On prévoyait n'y passer qu'une nuit, mais en quittant cette jolie petite ville, la grosse pluie battante et l'orage qui s'abattait nous ont découragé de s'aventurer dans les montagnes. Le lendemain ferait très bien l'affaire. On a rebroussé les 10 km déjà parcouru et on s'est ré-installé au même endroit. Un dimanche après-midi, dans une « petite » ville italienne au pied des Alpes, c'est extrêmement tranquille! Le seul endroit ouvert pour se restaurer s'avère être un boui-boui Turc. Deniz se met à parler avec le jeune proprio qui s'enthousiasme et décide de fermer sa boutique illico pour nous inviter chez lui pour y prendre le thé, rencontrer sa copine Serbe et leur animalerie qui consiste en deux chiens, une perruche, un serpent, une tortue et deux aquariums remplis de poissons exotiques. Il était tellement heureux de parler Turc que Deniz et lui se sont fait la conversation pendant près de deux heures, me mettant au fait de la teneur de leur propos de temps en temps. Il exprimait surtout sa difficulté à co-habiter avec le reste de la communauté musulman, assez nombreuse dans cette petite municipalité, pour lui qui ne « pratique » pas.

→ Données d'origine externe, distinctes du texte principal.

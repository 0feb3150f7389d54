//! Synthetic walked loops for benchmarking and the CLI.
//!
//! Generates timestamped samples along simple shapes with optional GPS noise.
//! Output is deterministic for a given seed.
//!
//! Feature-gated behind `synthetic`.
//!
//! # Example
//!
//! ```rust
//! use geofence::synthetic::{LoopShape, SyntheticLoop};
//! use geofence::GeoPoint;
//!
//! let walk = SyntheticLoop {
//!     shape: LoopShape::Circle,
//!     size_m: 25.0,
//!     ..SyntheticLoop::new(GeoPoint::new(47.37, 8.55))
//! };
//! let samples = walk.generate();
//! assert!(samples.len() > 10);
//! ```

use std::f64::consts::PI;

use rand::rngs::StdRng;
use rand::{Rng, SeedableRng};

use crate::geo_utils::{METERS_PER_DEGREE, meters_to_degrees};
use crate::{GeoPoint, Sample};

/// Shape of the generated walk.
#[derive(Debug, Clone, Copy, PartialEq, Eq)]
pub enum LoopShape {
    /// Circle of radius `size_m`, starting due east of the origin.
    Circle,
    /// Axis-aligned square with half-side `size_m`, walked counter-clockwise.
    Square,
    /// Lemniscate of half-width `size_m`; crosses itself at the origin.
    FigureEight,
}

/// Configuration of one synthetic walk.
#[derive(Debug, Clone)]
pub struct SyntheticLoop {
    /// Center of the shape.
    pub origin: GeoPoint,
    pub shape: LoopShape,
    /// Radius, half-side or half-width in meters.
    pub size_m: f64,
    /// Distance between consecutive samples in meters.
    pub spacing_m: f64,
    /// Walking speed used to derive timestamps.
    pub speed_kmh: f64,
    /// GPS noise standard deviation in meters.
    pub noise_sigma_m: f64,
    /// Timestamp of the first sample (Unix seconds).
    pub start_time: f64,
    /// RNG seed for deterministic reproduction.
    pub seed: u64,
}

impl SyntheticLoop {
    /// A noise-free 25 m circle walked at 5 km/h with 12 m spacing.
    pub fn new(origin: GeoPoint) -> Self {
        Self {
            origin,
            shape: LoopShape::Circle,
            size_m: 25.0,
            spacing_m: 12.0,
            speed_kmh: 5.0,
            noise_sigma_m: 0.0,
            start_time: 0.0,
            seed: 42,
        }
    }

    /// Generate the timestamped samples, ending back at the start.
    pub fn generate(&self) -> Vec<Sample> {
        let mut rng = StdRng::seed_from_u64(self.seed);
        let offsets = match self.shape {
            LoopShape::Circle => circle_offsets(self.size_m, self.spacing_m),
            LoopShape::Square => square_offsets(self.size_m, self.spacing_m),
            LoopShape::FigureEight => figure_eight_offsets(self.size_m, self.spacing_m),
        };

        let speed_ms = (self.speed_kmh / 3.6).max(f64::EPSILON);
        let mut samples = Vec::with_capacity(offsets.len());
        let mut walked = 0.0;
        let mut previous: Option<(f64, f64)> = None;

        for (east, north) in offsets {
            if let Some((pe, pn)) = previous {
                walked += ((east - pe).powi(2) + (north - pn).powi(2)).sqrt();
            }
            previous = Some((east, north));

            let (noise_e, noise_n) = gaussian_pair(&mut rng, self.noise_sigma_m);
            let point = offset_point(&self.origin, east + noise_e, north + noise_n);
            samples.push(Sample::new(point, self.start_time + walked / speed_ms));
        }

        samples
    }

    /// Generated points without timestamps.
    pub fn points(&self) -> Vec<GeoPoint> {
        self.generate().into_iter().map(|s| s.point).collect()
    }
}

/// Move `origin` by local east/north offsets in meters.
pub fn offset_point(origin: &GeoPoint, east_m: f64, north_m: f64) -> GeoPoint {
    GeoPoint::new(
        origin.latitude + north_m / METERS_PER_DEGREE,
        origin.longitude + meters_to_degrees(east_m, origin.latitude),
    )
}

fn gaussian_pair(rng: &mut StdRng, sigma: f64) -> (f64, f64) {
    if sigma <= 0.0 {
        return (0.0, 0.0);
    }
    // Box-Muller
    let u1: f64 = rng.gen_range(0.0001..1.0);
    let u2: f64 = rng.r#gen();
    let r = (-2.0 * u1.ln()).sqrt() * sigma;
    (r * (2.0 * PI * u2).cos(), r * (2.0 * PI * u2).sin())
}

fn circle_offsets(radius: f64, spacing: f64) -> Vec<(f64, f64)> {
    let n = ((2.0 * PI * radius) / spacing).ceil().max(3.0) as usize;
    (0..=n)
        .map(|i| {
            let angle = 2.0 * PI * i as f64 / n as f64;
            (radius * angle.cos(), radius * angle.sin())
        })
        .collect()
}

fn square_offsets(half_side: f64, spacing: f64) -> Vec<(f64, f64)> {
    let corners = [
        (-half_side, -half_side),
        (half_side, -half_side),
        (half_side, half_side),
        (-half_side, half_side),
    ];
    let steps = ((2.0 * half_side) / spacing).ceil().max(1.0) as usize;

    let mut offsets = Vec::with_capacity(steps * 4 + 1);
    for (k, &(x0, y0)) in corners.iter().enumerate() {
        let (x1, y1) = corners[(k + 1) % corners.len()];
        for s in 0..steps {
            let t = s as f64 / steps as f64;
            offsets.push((x0 + (x1 - x0) * t, y0 + (y1 - y0) * t));
        }
    }
    offsets.push(corners[0]);
    offsets
}

fn figure_eight_offsets(half_width: f64, spacing: f64) -> Vec<(f64, f64)> {
    // Lemniscate of Gerono: x = a sin t, y = a sin t cos t.
    // Starting at t = pi/2 puts the crossing at the middle of the walk.
    let approx_length = 6.1 * half_width;
    let n = (approx_length / spacing).ceil().max(8.0) as usize;
    (0..=n)
        .map(|i| {
            let t = PI / 2.0 + 2.0 * PI * i as f64 / n as f64;
            (half_width * t.sin(), half_width * t.sin() * t.cos())
        })
        .collect()
}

Au matin suivant, nous nous sommes élancés au cœur des Alpes. Les Alpes, quelles soient Italiennes, Autrichiennes ou Slovènes, c'est un spectacle grandiose, une apothéose de la nature. Rouler à moto dans leurs creux, grimper leurs sommets dans des lacets interminables, longer leurs cours d'eaux qui jaillissent de leurs flancs comme par magie, c'est une expérience inégalable. Deniz s'est montrée d'une extraordinaire endurance et d'une grande habileté pour une motocycliste débutante à parcourir ces paysages majestueux, qui inspirent l'humilité de façon indiscutable.
On a dû prendre une pause un peu plus longue que prévue à Belluno, quand la pluie s'est mise à tomber un peu fort. Heureusement nous étions attablé dans un endroit qui s'occupait merveilleusement bien de nos papilles gustatives et la pause en fut d'autant plus agréable.
Notre palace chez Stefania et Alberto

Stefania, la sœur de Dario, et Alberto nous attendaient patiemment. Ils sont tous deux motards et rêvent de partir, comme nous, pour une grande aventure. Ils nous avaient préparé un palace pour dormir et un banquet somptueux en compagnie de leurs meilleurs amis(es). La soirée sous une voûte étoilée magnifique fut délectable et fort animée. Ils furent si sympathique et enthousiaste! Dommage de ne pas avoir un peu plus de temps à passer en leur compagnie.
En partant de Pulfero, on traverse tout de suite en Slovénie, à peine quelques kilomètres plus loin. Nous avions opté cette-fois pour traverser le parc National de Triglav, en Slovénie. Une fois encore, la grandiloquence des Alpes nous a laissée sans voix. 
Avouez que y a pas grand chose à dire d'autre!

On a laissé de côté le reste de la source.